En este sentido, no es fortuito el que uno de los cerebros más desarrollados que se han paseado por la Tierra, como lo fue el de Albert Einstein, haya encontrado gratificante su escritura. “Mientras sea uno de B. Traven, me da igual”, respondió por ahí de 1939 cuando un periodista que le preguntó por el libro que se llevaría a una isla desierta. Al gesto amable del físico alemán habría de sumar otros que, aunque de forma indirecta, deben de considerarse asimismo como elogios, entre ellos, por ejemplo, las sospechas que detrás de los textos B. Traven no había un hombre enamorado de la discreción sino una fuerza creativa bastante más sofisticada.
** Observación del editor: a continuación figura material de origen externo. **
//! Chess board representation and game logic.
//!
//! A compact mailbox board with full legal move generation (castling,
//! en passant, promotions), FEN and UCI move codecs, and Zobrist hashing.
//!
//! # Example
//! ```
//! use toy_chess::board::Position;
//!
//! let mut position = Position::startpos();
//! position.play_uci("e2e4").unwrap();
//! assert_eq!(position.legal_moves().len(), 20);
//! ```

mod error;
mod fen;
mod movegen;
mod position;
mod state;
mod types;
mod zobrist;


pub use error::{FenError, MoveParseError};
pub use fen::START_FEN;
pub use position::Position;
pub use state::Board;
pub use types::{Color, Move, Piece, Square};

pub(crate) use types::{CASTLE_ALL, CASTLE_BLACK_K, CASTLE_BLACK_Q, CASTLE_WHITE_K, CASTLE_WHITE_Q};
Así pues, hubo quien aseguró de que eran producto del esfuerzo de un colectivo de escritores hondureños, otros esparcieron el bulo de que eran escritos no publicados de autores ya fenecidos, como Jack London o Ambrose Bierce, y algún locuaz amante de las teorías conspiratorias se atrevió a sugerir que Traven pertenecían al ingenio del mismísimo presidente mexicano Adolfo López Mateos.
Es de suponer que la reacción de B. Traven ante tanta rumorología haya sido primero la molestia, el consabido pataleo, pero es probable que después no hubiera sitio sino para la risa burlona. Ante la imposibilidad de que su famosa frase: “¡olviden al hombre!, ¡escriban de su obra!”, fuese tomada en serio por incontables comunicadores y algunos académicos, se habría rendido a la comedia que él mismo creó y cuyo enmarañamiento fomentaría a partir del silencio, con la mera abstención de desmentir suposiciones. A la fecha no deja de provocar curiosidad, incluso morbo, el que mientras sus narraciones gozan de total claridad y consistencia a la hora de describir el comportamiento del individuo, desde el más ruin hasta el que reboza valentía, los caminos de su vida hayan sido tan enrevesados y colmados de incógnitas, eso cuando no desaparecen de tajo en el mapa, como si se los hubiese tragado la niebla. De allí que el esfuerzo realizado por los múltiples estudiosos de su figura que han pretendido -hay al menos una veintena de biografías- incluso hasta hoy, revelar la identidad del autor de El barco de la muerte se antoje más apto para un detective avezado que para un hombre de letras. Es factible que a lo largo del siglo XX sólo la figura de Jack el Destripador haya constituido un enigma tan excitante y a la vez tan intrincado. Incluso se rumora que Jonah Raskin, uno de sus biógrafos, por poco y pierde la cordura por allí de la década de los setenta en su afán por revelar el secreto detrás de la persona de B. Traven.
B. Traven en la literatura y el cine
Previo, sin embargo, a abundar más en el oscurantismo que ha envuelto a quien el germanista Karl S. Guthke llamó “el Kaspar Hauser de la literatura”, en referencia a un famoso adolescente que fue hallado en Nuremberg en la primera mitad del siglo XIX y a quien se lo encontró desorientado, por completo ignorante de su procedencia, valdría la pena mencionar siquiera un par de títulos que evidencien su mencionada lucidez como escritor, misma que es respaldada por más de cuarenta millones de libros vendidos y media docena de adaptaciones cinematográficas.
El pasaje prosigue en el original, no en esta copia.